(Collected data)
==*==
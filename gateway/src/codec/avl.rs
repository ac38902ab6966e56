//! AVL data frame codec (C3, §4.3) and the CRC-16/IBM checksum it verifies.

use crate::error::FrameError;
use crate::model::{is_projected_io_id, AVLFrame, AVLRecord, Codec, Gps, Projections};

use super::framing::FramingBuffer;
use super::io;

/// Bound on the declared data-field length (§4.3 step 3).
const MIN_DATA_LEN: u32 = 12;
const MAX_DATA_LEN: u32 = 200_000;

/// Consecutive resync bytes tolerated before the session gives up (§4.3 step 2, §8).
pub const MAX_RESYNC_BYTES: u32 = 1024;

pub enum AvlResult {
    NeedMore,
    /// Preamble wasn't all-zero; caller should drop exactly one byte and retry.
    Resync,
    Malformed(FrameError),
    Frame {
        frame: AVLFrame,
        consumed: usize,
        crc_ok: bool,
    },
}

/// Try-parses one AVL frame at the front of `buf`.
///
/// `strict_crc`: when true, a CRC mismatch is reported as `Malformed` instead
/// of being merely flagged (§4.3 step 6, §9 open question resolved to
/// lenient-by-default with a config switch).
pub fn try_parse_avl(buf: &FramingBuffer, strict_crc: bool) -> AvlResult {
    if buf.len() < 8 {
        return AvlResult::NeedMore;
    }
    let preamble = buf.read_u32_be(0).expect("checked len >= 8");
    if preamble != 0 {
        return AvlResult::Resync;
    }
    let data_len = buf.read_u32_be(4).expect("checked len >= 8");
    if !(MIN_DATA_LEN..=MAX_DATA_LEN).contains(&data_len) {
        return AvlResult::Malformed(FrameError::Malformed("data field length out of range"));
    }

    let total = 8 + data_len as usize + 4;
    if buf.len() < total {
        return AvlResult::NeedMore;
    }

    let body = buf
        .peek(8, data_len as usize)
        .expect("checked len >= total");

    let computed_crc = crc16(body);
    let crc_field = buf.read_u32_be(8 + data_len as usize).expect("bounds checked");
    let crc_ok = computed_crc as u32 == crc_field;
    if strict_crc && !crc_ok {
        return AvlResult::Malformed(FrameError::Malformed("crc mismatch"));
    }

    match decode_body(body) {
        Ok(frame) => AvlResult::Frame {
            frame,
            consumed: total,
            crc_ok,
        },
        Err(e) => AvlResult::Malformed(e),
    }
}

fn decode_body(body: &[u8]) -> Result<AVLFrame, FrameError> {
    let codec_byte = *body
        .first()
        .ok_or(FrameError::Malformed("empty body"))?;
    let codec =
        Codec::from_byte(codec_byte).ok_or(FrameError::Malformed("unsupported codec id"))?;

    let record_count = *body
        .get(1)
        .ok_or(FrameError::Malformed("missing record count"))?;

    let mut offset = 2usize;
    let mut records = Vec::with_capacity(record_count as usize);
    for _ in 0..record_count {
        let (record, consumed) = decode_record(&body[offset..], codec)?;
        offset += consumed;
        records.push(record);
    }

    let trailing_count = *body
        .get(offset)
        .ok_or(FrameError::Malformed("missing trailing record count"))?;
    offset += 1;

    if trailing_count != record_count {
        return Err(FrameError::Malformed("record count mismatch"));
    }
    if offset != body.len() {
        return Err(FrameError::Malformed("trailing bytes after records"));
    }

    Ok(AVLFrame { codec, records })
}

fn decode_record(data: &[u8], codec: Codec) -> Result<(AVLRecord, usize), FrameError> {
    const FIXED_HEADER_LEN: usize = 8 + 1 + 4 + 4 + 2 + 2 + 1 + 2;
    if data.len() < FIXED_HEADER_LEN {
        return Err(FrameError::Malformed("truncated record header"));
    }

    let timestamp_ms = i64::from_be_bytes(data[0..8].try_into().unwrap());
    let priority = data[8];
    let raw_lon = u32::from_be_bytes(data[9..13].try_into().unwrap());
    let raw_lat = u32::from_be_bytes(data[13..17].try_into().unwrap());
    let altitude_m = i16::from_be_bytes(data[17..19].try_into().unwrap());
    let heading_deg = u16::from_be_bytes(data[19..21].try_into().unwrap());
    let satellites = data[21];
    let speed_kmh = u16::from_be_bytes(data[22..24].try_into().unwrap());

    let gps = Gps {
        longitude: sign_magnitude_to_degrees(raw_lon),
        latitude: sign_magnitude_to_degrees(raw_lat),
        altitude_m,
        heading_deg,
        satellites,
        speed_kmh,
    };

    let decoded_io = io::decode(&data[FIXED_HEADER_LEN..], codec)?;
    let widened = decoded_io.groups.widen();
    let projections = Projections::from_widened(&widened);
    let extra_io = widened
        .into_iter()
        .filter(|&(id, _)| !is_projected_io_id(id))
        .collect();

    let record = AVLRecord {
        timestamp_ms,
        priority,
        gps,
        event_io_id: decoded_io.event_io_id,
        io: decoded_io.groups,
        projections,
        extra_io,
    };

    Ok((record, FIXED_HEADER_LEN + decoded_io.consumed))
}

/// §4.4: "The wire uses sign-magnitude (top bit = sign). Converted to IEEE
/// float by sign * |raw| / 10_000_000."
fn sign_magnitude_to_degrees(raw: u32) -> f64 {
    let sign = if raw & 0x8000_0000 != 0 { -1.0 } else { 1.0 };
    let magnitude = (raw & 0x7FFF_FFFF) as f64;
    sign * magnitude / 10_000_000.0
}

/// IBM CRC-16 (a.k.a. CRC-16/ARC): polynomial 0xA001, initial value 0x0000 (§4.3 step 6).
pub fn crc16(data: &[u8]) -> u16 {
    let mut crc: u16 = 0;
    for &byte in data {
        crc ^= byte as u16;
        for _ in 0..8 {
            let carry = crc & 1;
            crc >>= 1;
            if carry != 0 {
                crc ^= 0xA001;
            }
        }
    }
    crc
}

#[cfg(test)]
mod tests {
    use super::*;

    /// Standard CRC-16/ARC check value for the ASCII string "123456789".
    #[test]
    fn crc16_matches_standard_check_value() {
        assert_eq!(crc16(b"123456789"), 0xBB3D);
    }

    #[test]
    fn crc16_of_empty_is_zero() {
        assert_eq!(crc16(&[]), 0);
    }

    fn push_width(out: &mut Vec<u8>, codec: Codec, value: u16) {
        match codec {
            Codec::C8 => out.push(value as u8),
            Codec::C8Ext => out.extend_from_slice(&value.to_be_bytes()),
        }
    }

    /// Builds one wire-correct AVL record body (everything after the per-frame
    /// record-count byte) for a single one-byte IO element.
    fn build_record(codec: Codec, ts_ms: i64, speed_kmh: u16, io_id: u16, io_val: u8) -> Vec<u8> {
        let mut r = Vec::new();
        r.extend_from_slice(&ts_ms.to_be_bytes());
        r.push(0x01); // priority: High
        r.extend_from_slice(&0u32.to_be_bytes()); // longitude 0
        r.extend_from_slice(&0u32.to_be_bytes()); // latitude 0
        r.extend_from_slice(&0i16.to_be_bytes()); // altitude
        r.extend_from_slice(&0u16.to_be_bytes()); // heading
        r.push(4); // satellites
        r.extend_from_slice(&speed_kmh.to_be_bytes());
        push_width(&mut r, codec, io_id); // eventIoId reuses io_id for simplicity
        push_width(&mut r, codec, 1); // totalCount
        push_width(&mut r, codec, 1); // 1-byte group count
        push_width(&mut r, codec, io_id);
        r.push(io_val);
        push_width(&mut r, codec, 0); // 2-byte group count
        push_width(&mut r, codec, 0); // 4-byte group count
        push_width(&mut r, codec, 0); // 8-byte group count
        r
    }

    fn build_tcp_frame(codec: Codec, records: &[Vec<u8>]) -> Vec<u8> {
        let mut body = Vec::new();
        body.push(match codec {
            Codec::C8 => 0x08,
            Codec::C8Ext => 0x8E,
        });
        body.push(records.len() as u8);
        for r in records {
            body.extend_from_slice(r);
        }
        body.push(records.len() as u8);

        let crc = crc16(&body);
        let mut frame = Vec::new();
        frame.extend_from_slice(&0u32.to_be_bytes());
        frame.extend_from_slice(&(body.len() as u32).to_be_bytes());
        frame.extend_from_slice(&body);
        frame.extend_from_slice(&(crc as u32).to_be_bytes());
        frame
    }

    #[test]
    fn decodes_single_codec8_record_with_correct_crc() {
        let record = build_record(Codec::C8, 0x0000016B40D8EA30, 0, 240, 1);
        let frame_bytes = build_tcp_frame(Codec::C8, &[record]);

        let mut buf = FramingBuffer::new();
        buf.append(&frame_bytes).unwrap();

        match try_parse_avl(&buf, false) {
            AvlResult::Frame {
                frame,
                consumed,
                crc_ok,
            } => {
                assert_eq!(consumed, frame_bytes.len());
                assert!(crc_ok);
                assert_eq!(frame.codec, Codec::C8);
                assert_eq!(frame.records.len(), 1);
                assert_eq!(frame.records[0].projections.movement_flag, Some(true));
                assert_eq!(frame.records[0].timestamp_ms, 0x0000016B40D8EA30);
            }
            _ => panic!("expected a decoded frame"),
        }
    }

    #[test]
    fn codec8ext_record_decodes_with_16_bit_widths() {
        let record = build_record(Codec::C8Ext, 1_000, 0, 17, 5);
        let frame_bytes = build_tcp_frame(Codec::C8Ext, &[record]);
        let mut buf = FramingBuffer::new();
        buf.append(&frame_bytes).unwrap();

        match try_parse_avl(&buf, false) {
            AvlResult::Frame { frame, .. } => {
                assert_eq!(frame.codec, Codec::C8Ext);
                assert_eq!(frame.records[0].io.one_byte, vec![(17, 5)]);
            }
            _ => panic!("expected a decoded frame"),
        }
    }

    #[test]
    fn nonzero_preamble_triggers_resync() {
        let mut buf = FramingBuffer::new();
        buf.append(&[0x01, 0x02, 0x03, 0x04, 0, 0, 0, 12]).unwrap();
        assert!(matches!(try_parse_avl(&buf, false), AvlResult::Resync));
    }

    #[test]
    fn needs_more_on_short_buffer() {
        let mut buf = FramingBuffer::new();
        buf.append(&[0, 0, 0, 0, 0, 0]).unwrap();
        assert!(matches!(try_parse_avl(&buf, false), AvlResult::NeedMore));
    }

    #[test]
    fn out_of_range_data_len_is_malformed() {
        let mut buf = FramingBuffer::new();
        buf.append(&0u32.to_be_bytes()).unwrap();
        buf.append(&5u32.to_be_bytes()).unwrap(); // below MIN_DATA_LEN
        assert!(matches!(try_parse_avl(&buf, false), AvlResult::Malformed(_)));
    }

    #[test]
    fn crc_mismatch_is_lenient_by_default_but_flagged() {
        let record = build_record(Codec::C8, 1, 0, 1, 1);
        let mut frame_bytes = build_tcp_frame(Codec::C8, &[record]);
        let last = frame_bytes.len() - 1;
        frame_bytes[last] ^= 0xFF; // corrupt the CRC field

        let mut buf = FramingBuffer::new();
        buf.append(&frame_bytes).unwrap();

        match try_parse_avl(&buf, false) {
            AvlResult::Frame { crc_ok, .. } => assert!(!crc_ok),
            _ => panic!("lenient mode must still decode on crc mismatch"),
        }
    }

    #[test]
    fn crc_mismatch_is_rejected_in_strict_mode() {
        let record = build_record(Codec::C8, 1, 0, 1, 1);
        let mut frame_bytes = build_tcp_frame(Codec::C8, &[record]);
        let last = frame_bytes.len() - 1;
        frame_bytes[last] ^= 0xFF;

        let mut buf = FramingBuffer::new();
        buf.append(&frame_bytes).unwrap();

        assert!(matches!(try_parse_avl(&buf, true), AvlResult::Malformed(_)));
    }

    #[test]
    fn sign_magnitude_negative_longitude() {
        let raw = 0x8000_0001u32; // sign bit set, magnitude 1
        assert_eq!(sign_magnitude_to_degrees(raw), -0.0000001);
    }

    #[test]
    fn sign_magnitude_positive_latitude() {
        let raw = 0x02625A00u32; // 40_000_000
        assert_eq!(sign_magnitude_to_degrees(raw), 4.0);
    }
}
==*==
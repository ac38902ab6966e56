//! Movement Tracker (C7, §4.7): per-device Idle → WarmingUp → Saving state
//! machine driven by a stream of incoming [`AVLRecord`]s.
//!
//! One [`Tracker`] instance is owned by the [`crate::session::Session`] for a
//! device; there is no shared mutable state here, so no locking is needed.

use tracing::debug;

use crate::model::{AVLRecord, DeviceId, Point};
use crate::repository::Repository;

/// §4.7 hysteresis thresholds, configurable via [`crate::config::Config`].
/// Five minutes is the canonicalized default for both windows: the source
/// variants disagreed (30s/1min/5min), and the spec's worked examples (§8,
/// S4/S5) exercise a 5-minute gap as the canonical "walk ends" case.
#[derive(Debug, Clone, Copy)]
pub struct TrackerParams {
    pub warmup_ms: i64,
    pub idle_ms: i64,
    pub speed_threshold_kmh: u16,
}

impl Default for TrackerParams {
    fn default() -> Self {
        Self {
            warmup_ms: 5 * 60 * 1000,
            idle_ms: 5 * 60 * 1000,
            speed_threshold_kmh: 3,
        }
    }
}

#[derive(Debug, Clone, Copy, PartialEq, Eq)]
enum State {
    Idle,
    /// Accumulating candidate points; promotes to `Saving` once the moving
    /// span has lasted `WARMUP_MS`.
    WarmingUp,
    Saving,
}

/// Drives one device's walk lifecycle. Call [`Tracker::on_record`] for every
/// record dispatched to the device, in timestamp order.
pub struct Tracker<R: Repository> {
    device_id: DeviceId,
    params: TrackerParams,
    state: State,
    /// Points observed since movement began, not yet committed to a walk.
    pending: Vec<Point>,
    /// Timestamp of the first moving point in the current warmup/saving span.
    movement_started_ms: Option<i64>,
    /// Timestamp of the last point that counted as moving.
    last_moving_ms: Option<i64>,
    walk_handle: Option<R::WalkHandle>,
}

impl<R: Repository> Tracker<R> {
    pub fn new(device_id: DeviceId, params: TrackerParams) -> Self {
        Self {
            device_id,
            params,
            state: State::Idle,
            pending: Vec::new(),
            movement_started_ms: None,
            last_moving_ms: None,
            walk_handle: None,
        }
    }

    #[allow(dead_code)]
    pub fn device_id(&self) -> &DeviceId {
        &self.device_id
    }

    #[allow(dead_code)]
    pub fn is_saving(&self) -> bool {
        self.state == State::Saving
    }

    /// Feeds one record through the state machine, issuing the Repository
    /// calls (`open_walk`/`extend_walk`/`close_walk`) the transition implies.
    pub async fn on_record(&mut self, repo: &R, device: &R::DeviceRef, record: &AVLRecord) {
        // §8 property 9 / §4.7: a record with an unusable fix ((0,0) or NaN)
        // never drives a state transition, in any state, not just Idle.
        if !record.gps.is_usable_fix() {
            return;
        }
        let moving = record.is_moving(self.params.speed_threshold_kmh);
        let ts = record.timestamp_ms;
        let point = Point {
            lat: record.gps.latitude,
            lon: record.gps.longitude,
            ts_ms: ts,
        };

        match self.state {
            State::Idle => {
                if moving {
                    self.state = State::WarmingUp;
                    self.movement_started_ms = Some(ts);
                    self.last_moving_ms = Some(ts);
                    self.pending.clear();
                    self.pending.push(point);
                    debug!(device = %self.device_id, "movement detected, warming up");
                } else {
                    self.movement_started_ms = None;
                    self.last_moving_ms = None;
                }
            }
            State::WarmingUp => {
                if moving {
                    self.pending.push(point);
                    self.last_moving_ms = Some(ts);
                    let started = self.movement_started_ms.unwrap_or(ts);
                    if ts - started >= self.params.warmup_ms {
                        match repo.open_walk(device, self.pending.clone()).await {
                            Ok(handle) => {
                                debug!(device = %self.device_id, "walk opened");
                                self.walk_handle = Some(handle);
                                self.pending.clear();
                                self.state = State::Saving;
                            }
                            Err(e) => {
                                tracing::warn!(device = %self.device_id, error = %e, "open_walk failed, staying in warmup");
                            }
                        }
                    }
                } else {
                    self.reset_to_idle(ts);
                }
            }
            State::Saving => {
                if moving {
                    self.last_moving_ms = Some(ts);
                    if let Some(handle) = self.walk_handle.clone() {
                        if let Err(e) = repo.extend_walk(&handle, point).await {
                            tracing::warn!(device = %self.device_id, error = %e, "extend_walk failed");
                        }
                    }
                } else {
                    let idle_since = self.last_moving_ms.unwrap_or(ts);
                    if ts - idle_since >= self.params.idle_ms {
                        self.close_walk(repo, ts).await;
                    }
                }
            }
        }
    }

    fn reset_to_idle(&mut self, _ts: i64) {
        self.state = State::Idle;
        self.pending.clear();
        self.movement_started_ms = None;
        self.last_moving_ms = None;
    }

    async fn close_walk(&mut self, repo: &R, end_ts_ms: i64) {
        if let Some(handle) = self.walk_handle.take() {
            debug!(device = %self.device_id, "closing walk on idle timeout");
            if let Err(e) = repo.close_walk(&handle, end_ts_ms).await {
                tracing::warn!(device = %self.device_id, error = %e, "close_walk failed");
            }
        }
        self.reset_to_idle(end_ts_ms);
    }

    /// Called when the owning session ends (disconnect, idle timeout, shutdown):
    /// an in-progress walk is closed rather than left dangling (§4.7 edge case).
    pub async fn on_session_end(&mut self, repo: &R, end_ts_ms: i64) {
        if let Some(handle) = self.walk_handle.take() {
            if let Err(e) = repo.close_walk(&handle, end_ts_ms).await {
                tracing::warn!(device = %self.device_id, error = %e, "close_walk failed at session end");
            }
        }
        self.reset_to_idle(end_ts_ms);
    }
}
==*==
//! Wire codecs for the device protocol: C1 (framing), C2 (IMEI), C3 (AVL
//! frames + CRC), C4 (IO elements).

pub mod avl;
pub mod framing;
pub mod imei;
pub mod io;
==*==
- [WORK INSTRUCTION]: Using the records above, restate word for word the lines from the one with "offset += consumed;" through the one with "let priority = data[8];", both included.

- [COMPLETED EXERCISE]:
        offset += consumed;
        records.push(record);
    }

    let trailing_count = *body
        .get(offset)
        .ok_or(FrameError::Malformed("missing trailing record count"))?;
    offset += 1;

    if trailing_count != record_count {
        return Err(FrameError::Malformed("record count mismatch"));
    }
    if offset != body.len() {
        return Err(FrameError::Malformed("trailing bytes after records"));
    }

    Ok(AVLFrame { codec, records })
}

fn decode_record(data: &[u8], codec: Codec) -> Result<(AVLRecord, usize), FrameError> {
    const FIXED_HEADER_LEN: usize = 8 + 1 + 4 + 4 + 2 + 2 + 1 + 2;
    if data.len() < FIXED_HEADER_LEN {
        return Err(FrameError::Malformed("truncated record header"));
    }

    let timestamp_ms = i64::from_be_bytes(data[0..8].try_into().unwrap());
    let priority = data[8];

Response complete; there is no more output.